Motomachi (元町, Motomachi) is a district in Naka Ward, Yokohama, Japan. It is situated immediately west of Yamate and east of Chinatown. The area features the Motomachi Shopping Street, which is a five-block-long stretch of boutiques and shops. It is known in Japan for its cosmopolitan atmosphere, distinctive fashion, and Western influences.

== History ==
Motomachi was originally a quiet farming and fishing village until 1859, when the Port of Yokohama was opened. Since then, the nearby Kannai district became the foreigners' business district, and the adjacent Yamate and Yamashitacho districts became the foreigners' residential districts. Situated in between Yamate to the east and Kannai and Yamashitacho to the west, Motomachi became frequented by many foreigners. Shops and businesses were opened, catering to the needs of foreigners.

Soon after the start of the Meiji era, the number of foreign residents increased. And western influence became more evident in Motomachi, with the opening of many cafés, bakeries, and boutiques. Such shops were uncommon in Japan at the time, and Motomachi helped introduce Western culture into Japan, as part of what is called bunmei kaika (文明開化). This was the beginning of the Motomachi Shopping Street as it is known as of 2008.

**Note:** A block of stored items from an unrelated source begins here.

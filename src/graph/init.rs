use rand::rngs::StdRng;
use rand_distr::{Distribution, Normal, StandardNormal};
use serde::{Deserialize, Serialize};

use crate::error::{OpsError, Result};
use crate::graph::array::Array;
use crate::graph::dtype::DType;

/// How a variable's first value is produced when the session initializes it.
#[derive(Debug, Clone, PartialEq, Serialize, Deserialize)]
#[serde(tag = "type", rename_all = "snake_case")]
pub enum Initializer {
    /// Orthogonal matrix over (prod(shape[..-1]), shape[-1]), scaled by `gain`.
    Orthogonal { gain: f32 },
    RandomNormal { mean: f32, stddev: f32 },
    Constant { value: f32 },
}

impl Initializer {
    pub fn orthogonal(gain: f32) -> Initializer {
        Initializer::Orthogonal { gain }
    }

    pub fn random_normal(stddev: f32) -> Initializer {
        Initializer::RandomNormal { mean: 0.0, stddev }
    }

    pub fn constant(value: f32) -> Initializer {
        Initializer::Constant { value }
    }

    pub fn sample(&self, shape: &[usize], dtype: DType, rng: &mut StdRng) -> Result<Array> {
        let array = match self {
            Initializer::Constant { value } => Array::full(shape, *value),
            Initializer::RandomNormal { mean, stddev } => {
                let normal = Normal::new(*mean, *stddev).map_err(|e| {
                    OpsError::Configuration(format!("random normal stddev {stddev}: {e}"))
                })?;
                let n = shape.iter().product();
                Array {
                    shape: shape.to_vec(),
                    data: (0..n).map(|_| normal.sample(rng)).collect(),
                }
            }
            Initializer::Orthogonal { gain } => orthogonal(shape, *gain, rng)?,
        };
        Ok(array.map(|x| dtype.round(x)))
    }
}

fn orthogonal(shape: &[usize], gain: f32, rng: &mut StdRng) -> Result<Array> {
    if shape.len() < 2 {
        return Err(OpsError::backend(
            "orthogonal_initializer",
            format!("shape must have at least two dimensions, got {shape:?}"),
        ));
    }
    let cols = shape[shape.len() - 1];
    let rows: usize = shape[..shape.len() - 1].iter().product();

    // Orthonormalize the columns of a tall (n x k) normal matrix.
    let (n, k) = (rows.max(cols), rows.min(cols));
    let mut q: Vec<Vec<f32>> = (0..k)
        .map(|_| (0..n).map(|_| StandardNormal.sample(rng)).collect())
        .collect();
    for j in 0..k {
        for i in 0..j {
            let dot: f32 = q[j].iter().zip(&q[i]).map(|(a, b)| a * b).sum();
            let (done, rest) = q.split_at_mut(j);
            for (x, y) in rest[0].iter_mut().zip(&done[i]) {
                *x -= dot * y;
            }
        }
        let norm = q[j].iter().map(|x| x * x).sum::<f32>().sqrt().max(f32::EPSILON);
        q[j].iter_mut().for_each(|x| *x /= norm);
    }

    // q[j][i] is column j of the tall matrix; lay it out as (rows, cols).
    let mut data = vec![0.0; rows * cols];
    for r in 0..rows {
        for c in 0..cols {
            data[r * cols + c] = if rows >= cols { q[c][r] } else { q[r][c] } * gain;
        }
    }
    Array::from_vec(shape, data)
}
use ferrite_ops::ops::InitializerKind;
use ferrite_ops::{Activation, DType, Initializer, LayerRegularizer, Ops, OpsConfig, OpsError};

#[test]
fn partial_json_fills_defaults() {
    let config = OpsConfig::from_json_str(
        r#"{ "dtype": "float16", "layer_regularizer": "cosine_norm", "discriminator": { "layers": 4 } }"#,
    )
    .unwrap();
    assert_eq!(config.dtype, DType::Float16);
    assert_eq!(config.layer_regularizer, LayerRegularizer::CosineNorm);
    assert_eq!(config.initializer, InitializerKind::Orthogonal);
    assert_eq!(config.device, "/cpu:0");
}

#[test]
fn parametric_inner_activation_is_rejected() {
    let config = OpsConfig { frelu_activation: Activation::Prelu, ..OpsConfig::default() };
    assert!(matches!(Ops::new(config), Err(OpsError::Configuration(_))));
}

#[test]
fn widening_inner_activation_is_rejected() {
    let trelu = OpsConfig { trelu_activation: Activation::Crelu, ..OpsConfig::default() };
    assert!(matches!(Ops::new(trelu), Err(OpsError::Configuration(_))));
    assert!(matches!(
        OpsConfig::from_json_str(r#"{ "frelu_activation": "crelu" }"#),
        Err(OpsError::Configuration(_))
    ));
}

#[test]
fn initializer_follows_configuration() {
    let config = OpsConfig {
        initializer: InitializerKind::RandomNormal,
        random_stddev: 0.05,
        ..OpsConfig::default()
    };
    assert_eq!(config.weight_initializer(), Initializer::random_normal(0.05));

    let config = OpsConfig { orthogonal_gain: 2.0, ..OpsConfig::default() };
    assert_eq!(config.weight_initializer(), Initializer::orthogonal(2.0));
}

#[test]
fn config_file_round_trips() {
    let config = OpsConfig { seed: Some(3), trelu_activation: Activation::Selu, ..OpsConfig::default() };
    let path = std::env::temp_dir().join("ferrite_ops_config_round_trip.json");
    let path = path.to_string_lossy().to_string();
    config.save_json(&path).unwrap();
    assert_eq!(OpsConfig::load_json(&path).unwrap(), config);
    std::fs::remove_file(&path).ok();
}

#[test]
fn missing_config_file_is_an_io_error() {
    assert!(matches!(
        OpsConfig::load_json("/nonexistent/ferrite_ops.json"),
        Err(OpsError::Io(_))
    ));
}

In the 1970s, the "Motomachi Shopping Street" produced a new style of fashion called the hama tora (ハマトラ) (short for "Yokohama traditional"). The most famous producers of the hama tora style were Kitamura , Mihama , and Fukuzō , three of the most fashionable boutiques in Motomachi.

== Naming ==
Upon the opening of the Port of Yokohama in 1859, this area was called Motomura (本村). The name was changed to Motomachi in 1860.

== Education==
Motomachi is zoned to Motomachi Elementary School (元街小学校), which caters to Minato Junior High School. (横浜市立港中学校).